[Saved data entries]
********

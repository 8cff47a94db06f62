//! Measurement containers for the pose filter.
//!
//! Each sensor modality gets a small struct carrying its mean and covariance
//! in the semantic frame of the sensor, plus whatever fixed parameters the
//! observation needs (lever arms, camera intrinsics, ADCP cell weighting).
//! The [`MeasurementModel`] trait exposes the uniform vector/noise view the
//! filter consumes and validates shape and definiteness before any state is
//! touched. [`PoseMeasurement`] is the tagged union used by the thin
//! dispatcher in [`crate::filter`].

use nalgebra::{DMatrix, DVector, Isometry3, Matrix2, Matrix3, Matrix6, SMatrix, Vector2, Vector3, Vector6};
use serde::{Deserialize, Serialize};

use crate::linalg;
use crate::FilterError;

fn zero_vector3() -> Vector3<f64> {
    Vector3::zeros()
}

/// Checks a measurement mean and covariance for shape, finiteness and
/// positive semi-definiteness.
pub(crate) fn check_measurement(mean: &[f64], covariance: &DMatrix<f64>) -> Result<(), FilterError> {
    if mean.iter().any(|value| !value.is_finite()) {
        return Err(FilterError::InvalidMeasurement(
            "mean contains non-finite values".into(),
        ));
    }
    if !covariance.is_square() || covariance.nrows() != mean.len() {
        return Err(FilterError::InvalidMeasurement(format!(
            "covariance is {}x{} for a mean of dimension {}",
            covariance.nrows(),
            covariance.ncols(),
            mean.len()
        )));
    }
    if !linalg::is_positive_semidefinite(covariance) {
        return Err(FilterError::InvalidMeasurement(
            "covariance is not symmetric positive semi-definite".into(),
        ));
    }
    Ok(())
}

fn dynamic<const D: usize>(covariance: &SMatrix<f64, D, D>) -> DMatrix<f64> {
    DMatrix::from_iterator(D, D, covariance.iter().cloned())
}

/// Uniform vector view of a measurement, as consumed by the filter.
pub trait MeasurementModel {
    fn dimension(&self) -> usize;
    fn vector(&self) -> DVector<f64>;
    fn noise(&self) -> DMatrix<f64>;
    fn validate(&self) -> Result<(), FilterError> {
        check_measurement(self.vector().as_slice(), &self.noise())
    }
}

/// 2D position in the navigation frame (m).
#[derive(Clone, Debug, Serialize, Deserialize)]
pub struct XyPosition {
    pub mean: Vector2<f64>,
    pub covariance: Matrix2<f64>,
}

impl MeasurementModel for XyPosition {
    fn dimension(&self) -> usize {
        2
    }
    fn vector(&self) -> DVector<f64> {
        DVector::from_column_slice(self.mean.as_slice())
    }
    fn noise(&self) -> DMatrix<f64> {
        dynamic(&self.covariance)
    }
}

/// Altitude of the IMU in the navigation frame (m).
#[derive(Clone, Debug, Serialize, Deserialize)]
pub struct ZPosition {
    pub mean: f64,
    pub variance: f64,
}

impl MeasurementModel for ZPosition {
    fn dimension(&self) -> usize {
        1
    }
    fn vector(&self) -> DVector<f64> {
        DVector::from_vec(vec![self.mean])
    }
    fn noise(&self) -> DMatrix<f64> {
        DMatrix::from_vec(1, 1, vec![self.variance])
    }
}

/// Liquid pressure in pascal, with the pressure sensor lever arm in the IMU
/// frame.
#[derive(Clone, Debug, Serialize, Deserialize)]
pub struct Pressure {
    pub mean: f64,
    pub variance: f64,
    #[serde(default = "zero_vector3")]
    pub sensor_in_imu: Vector3<f64>,
}

impl MeasurementModel for Pressure {
    fn dimension(&self) -> usize {
        1
    }
    fn vector(&self) -> DVector<f64> {
        DVector::from_vec(vec![self.mean])
    }
    fn noise(&self) -> DMatrix<f64> {
        DMatrix::from_vec(1, 1, vec![self.variance])
    }
    fn validate(&self) -> Result<(), FilterError> {
        check_measurement(self.vector().as_slice(), &self.noise())?;
        if self.sensor_in_imu.iter().any(|value| !value.is_finite()) {
            return Err(FilterError::InvalidMeasurement(
                "pressure sensor lever arm is not finite".into(),
            ));
        }
        Ok(())
    }
}

/// Rotation rates of the IMU in the IMU frame (rad/s). Not an update: the
/// value is cached as the input of the next prediction.
#[derive(Clone, Debug, Serialize, Deserialize)]
pub struct RotationRate {
    pub mean: Vector3<f64>,
    pub covariance: Matrix3<f64>,
}

impl MeasurementModel for RotationRate {
    fn dimension(&self) -> usize {
        3
    }
    fn vector(&self) -> DVector<f64> {
        DVector::from_column_slice(self.mean.as_slice())
    }
    fn noise(&self) -> DMatrix<f64> {
        dynamic(&self.covariance)
    }
}

/// Velocities in the IMU frame (m/s), typically from a DVL.
#[derive(Clone, Debug, Serialize, Deserialize)]
pub struct Velocity {
    pub mean: Vector3<f64>,
    pub covariance: Matrix3<f64>,
}

impl MeasurementModel for Velocity {
    fn dimension(&self) -> usize {
        3
    }
    fn vector(&self) -> DVector<f64> {
        DVector::from_column_slice(self.mean.as_slice())
    }
    fn noise(&self) -> DMatrix<f64> {
        dynamic(&self.covariance)
    }
}

/// Accelerations of the IMU in the IMU frame (m/s²).
#[derive(Clone, Debug, Serialize, Deserialize)]
pub struct Acceleration {
    pub mean: Vector3<f64>,
    pub covariance: Matrix3<f64>,
}

impl MeasurementModel for Acceleration {
    fn dimension(&self) -> usize {
        3
    }
    fn vector(&self) -> DVector<f64> {
        DVector::from_column_slice(self.mean.as_slice())
    }
    fn noise(&self) -> DMatrix<f64> {
        dynamic(&self.covariance)
    }
}

/// Horizontal water velocities from an ADCP, expressed in the IMU frame.
///
/// `cell_weighting` blends the deeper ADCP cell against the current at
/// vehicle depth: 0 observes only the surface cell, 1 only the deep cell.
#[derive(Clone, Debug, Serialize, Deserialize)]
pub struct WaterCurrents {
    pub mean: Vector2<f64>,
    pub covariance: Matrix2<f64>,
    #[serde(default)]
    pub cell_weighting: f64,
}

impl MeasurementModel for WaterCurrents {
    fn dimension(&self) -> usize {
        2
    }
    fn vector(&self) -> DVector<f64> {
        DVector::from_column_slice(self.mean.as_slice())
    }
    fn noise(&self) -> DMatrix<f64> {
        dynamic(&self.covariance)
    }
    fn validate(&self) -> Result<(), FilterError> {
        check_measurement(self.vector().as_slice(), &self.noise())?;
        if !(0.0..=1.0).contains(&self.cell_weighting) {
            return Err(FilterError::InvalidMeasurement(format!(
                "cell weighting {} is outside [0, 1]",
                self.cell_weighting
            )));
        }
        Ok(())
    }
}

/// Forces and torques in the body frame (N, Nm), usually derived from
/// thruster commands.
#[derive(Clone, Debug, Serialize, Deserialize)]
pub struct BodyEfforts {
    pub mean: Vector6<f64>,
    pub covariance: Matrix6<f64>,
    /// When set, orientation, water velocity and body acceleration are
    /// frozen at the current filter mean so the measurement constrains the
    /// velocity only.
    #[serde(default)]
    pub only_affect_velocity: bool,
}

impl MeasurementModel for BodyEfforts {
    fn dimension(&self) -> usize {
        6
    }
    fn vector(&self) -> DVector<f64> {
        DVector::from_column_slice(self.mean.as_slice())
    }
    fn noise(&self) -> DMatrix<f64> {
        dynamic(&self.covariance)
    }
}

/// Latitude and longitude in WGS84, radians; uncertainty expressed in meters
/// on the earth surface. `gps_in_body` is the antenna lever arm.
#[derive(Clone, Debug, Serialize, Deserialize)]
pub struct GeographicPosition {
    pub latitude: f64,
    pub longitude: f64,
    pub covariance: Matrix2<f64>,
    #[serde(default = "zero_vector3")]
    pub gps_in_body: Vector3<f64>,
}

impl MeasurementModel for GeographicPosition {
    fn dimension(&self) -> usize {
        2
    }
    fn vector(&self) -> DVector<f64> {
        DVector::from_vec(vec![self.latitude, self.longitude])
    }
    fn noise(&self) -> DMatrix<f64> {
        dynamic(&self.covariance)
    }
    fn validate(&self) -> Result<(), FilterError> {
        check_measurement(self.vector().as_slice(), &self.noise())?;
        if self.gps_in_body.iter().any(|value| !value.is_finite()) {
            return Err(FilterError::InvalidMeasurement(
                "GPS lever arm is not finite".into(),
            ));
        }
        Ok(())
    }
}

/// Pinhole camera intrinsics of the undistorted image.
#[derive(Clone, Copy, Debug, Serialize, Deserialize)]
pub struct CameraConfiguration {
    pub fx: f64,
    pub fy: f64,
    pub cx: f64,
    pub cy: f64,
}

impl CameraConfiguration {
    fn validate(&self) -> Result<(), FilterError> {
        let values = [self.fx, self.fy, self.cx, self.cy];
        if values.iter().any(|value| !value.is_finite()) || self.fx == 0.0 || self.fy == 0.0 {
            return Err(FilterError::InvalidMeasurement(
                "camera intrinsics are degenerate".into(),
            ));
        }
        Ok(())
    }
}

/// One feature of a visual marker in undistorted image coordinates, with its
/// pixel covariance.
#[derive(Clone, Debug, Serialize, Deserialize)]
pub struct VisualFeature {
    pub pixel: Vector2<f64>,
    pub covariance: Matrix2<f64>,
}

impl MeasurementModel for VisualFeature {
    fn dimension(&self) -> usize {
        2
    }
    fn vector(&self) -> DVector<f64> {
        DVector::from_column_slice(self.pixel.as_slice())
    }
    fn noise(&self) -> DMatrix<f64> {
        dynamic(&self.covariance)
    }
}

/// A batch of visual marker features: the (usually four) corners of a marker
/// whose feature positions are known in the marker frame, plus the marker
/// pose estimate in the navigation frame with its 6×6 covariance.
///
/// `features` and `feature_positions` must be of equal size and order.
#[derive(Clone, Debug, Serialize, Deserialize)]
pub struct VisualFeatures {
    pub features: Vec<VisualFeature>,
    pub feature_positions: Vec<Vector3<f64>>,
    pub marker_pose: Isometry3<f64>,
    pub marker_covariance: Matrix6<f64>,
    pub camera: CameraConfiguration,
    pub camera_in_imu: Isometry3<f64>,
}

impl VisualFeatures {
    pub fn validate(&self) -> Result<(), FilterError> {
        if self.features.len() != self.feature_positions.len() {
            return Err(FilterError::InvalidMeasurement(format!(
                "{} image features for {} marker-frame positions",
                self.features.len(),
                self.feature_positions.len()
            )));
        }
        self.camera.validate()?;
        for feature in &self.features {
            feature.validate()?;
        }
        for position in &self.feature_positions {
            if position.iter().any(|value| !value.is_finite()) {
                return Err(FilterError::InvalidMeasurement(
                    "marker feature position is not finite".into(),
                ));
            }
        }
        let pose_finite = self
            .marker_pose
            .translation
            .vector
            .iter()
            .chain(self.marker_pose.rotation.as_ref().coords.iter())
            .all(|value| value.is_finite());
        if !pose_finite {
            return Err(FilterError::InvalidMeasurement(
                "marker pose is not finite".into(),
            ));
        }
        if !linalg::is_positive_semidefinite(&dynamic(&self.marker_covariance)) {
            return Err(FilterError::InvalidMeasurement(
                "marker pose covariance is not symmetric positive semi-definite".into(),
            ));
        }
        Ok(())
    }
}

/// Tagged measurement accepted by the dispatcher in
/// [`PoseUkf::integrate`](crate::filter::PoseUkf::integrate).
#[derive(Clone, Debug, Serialize, Deserialize)]
#[serde(tag = "kind", rename_all = "snake_case")]
pub enum PoseMeasurement {
    XyPosition(XyPosition),
    ZPosition(ZPosition),
    Pressure(Pressure),
    RotationRate(RotationRate),
    Velocity(Velocity),
    Acceleration(Acceleration),
    WaterCurrents(WaterCurrents),
    BodyEfforts(BodyEfforts),
    GeographicPosition(GeographicPosition),
    VisualFeatures(VisualFeatures),
}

********

Among the entries above, the line containing "the pose filter.", the line containing "vector/noise view the", and all lines between them are to be restated word for word; nothing else belongs in the reply.

#### Written answer
//! Measurement containers for the pose filter.
//!
//! Each sensor modality gets a small struct carrying its mean and covariance
//! in the semantic frame of the sensor, plus whatever fixed parameters the
//! observation needs (lever arms, camera intrinsics, ADCP cell weighting).
//! The [`MeasurementModel`] trait exposes the uniform vector/noise view the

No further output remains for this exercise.